Muevo la cabeza negando, restándole importancia. ¿No cree que sea absurdo bailar con un sujeto y no saber siquiera su nombre?
Procura coquetearme más…y no reparo de lo que te haré…
—Por si el dato es relevante, me llamo Ricardo —le digo, riéndome en su cara.
Chichi Peralta termina de cantar. Las demás parejas buscan sus asientos y sus bebidas, mientras yo le grito al diyei que ponga la canción de las luchas, la del Santo y el Cavernario. Jamás he sabido cómo se llama ni quién la canta. Pero Rocío interrumpe mi solicitud diciéndome que se va a sentar.
—¿Por qué? —le pregunto.
—Porque sí, ya me cansé.
Cuando un conflicto bélico se da por perdido, el uso de armas químicas, biológicas o nucleares está permitido, aunque sea una medida desesperada, condenable e injustificada, sobre la cual se escribirán centenares de páginas durante muchos años.
—Okay. Qué linda, eh. Nunca cambies. Vales mil. Multiplícate por cien. Te-ku-eme.
—Pinche Ricardo, cómo eres wey, eso no se dice….
—Sí, cabrón, tú lo dices aquí sentadito pero ya te quiero ver allá en el frente, con
ella.
Se escucha la trompeta de retirada. Los pocos hombres que aún quedan, corren en desbandada, huyendo hacia todas partes. La aviación enemiga se acerca. Estamos perdidos.
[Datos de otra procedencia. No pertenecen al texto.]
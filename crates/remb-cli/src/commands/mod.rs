pub mod batch;
pub mod config;
pub mod process;
pub mod summary;

use std::path::{Path, PathBuf};

use tracing::debug;

use remb_core::models::config::RembConfig;
use remb_core::{ExtractionPipeline, SourceDecoder};

/// Default location of the configuration file.
pub fn default_config_path() -> PathBuf {
    dirs::config_dir()
        .unwrap_or_else(|| PathBuf::from("."))
        .join("remb")
        .join("config.json")
}

/// Load the config given on the command line, else the default config file
/// if one has been created, else defaults.
pub fn load_config(config_path: Option<&str>) -> anyhow::Result<RembConfig> {
    let path = match config_path {
        Some(path) => PathBuf::from(path),
        None => default_config_path(),
    };
    resolve_config(&path, config_path.is_some())
}

fn resolve_config(path: &Path, explicit: bool) -> anyhow::Result<RembConfig> {
    if explicit || path.exists() {
        debug!("Loading config from {}", path.display());
        Ok(RembConfig::from_file(path)?)
    } else {
        Ok(RembConfig::default())
    }
}

/// Build the extraction pipeline described by `config`.
pub fn build_pipeline(config: &RembConfig) -> anyhow::Result<ExtractionPipeline> {
    let decoder = SourceDecoder::new().with_min_pdf_text_length(config.pdf.min_text_length);
    Ok(ExtractionPipeline::new()
        .with_marker(config.extraction.marker()?)
        .with_decoder(decoder))
}

#[cfg(test)]
mod tests {
    use super::*;

    #[test]
    fn test_existing_default_file_is_used() {
        let dir = tempfile::tempdir().unwrap();
        let path = dir.path().join("config.json");

        let mut saved = RembConfig::default();
        saved.extraction.marker = "*".to_string();
        saved.save(&path).unwrap();

        let config = resolve_config(&path, false).unwrap();
        assert_eq!(config.extraction.marker, "*");
    }

    #[test]
    fn test_missing_default_file_falls_back() {
        let dir = tempfile::tempdir().unwrap();
        let path = dir.path().join("config.json");

        let config = resolve_config(&path, false).unwrap();
        assert_eq!(config.extraction.marker, "any");

        // An explicit path must exist
        assert!(resolve_config(&path, true).is_err());
    }
}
Y a beber, pues ya el imperio está perdido: Rocío se besa con el pendejete ese, la mitad de la flota se hunde en el canal, las olas arrojan sobre la playa los cadáveres de centenares de soldados y varios kilos de peces muertos, ahogados por la sangre en el agua.
El vaso se llena milagrosamente una y otra vez, y cuando menos me lo espero, a ritmo de Fue en un cabaret donde te encontré bailando, entre nebulosas y aros de hielo seco, una flaca pinchísima, que creo haber visto alguna vez, me besa como si el mundo se fuera a terminar.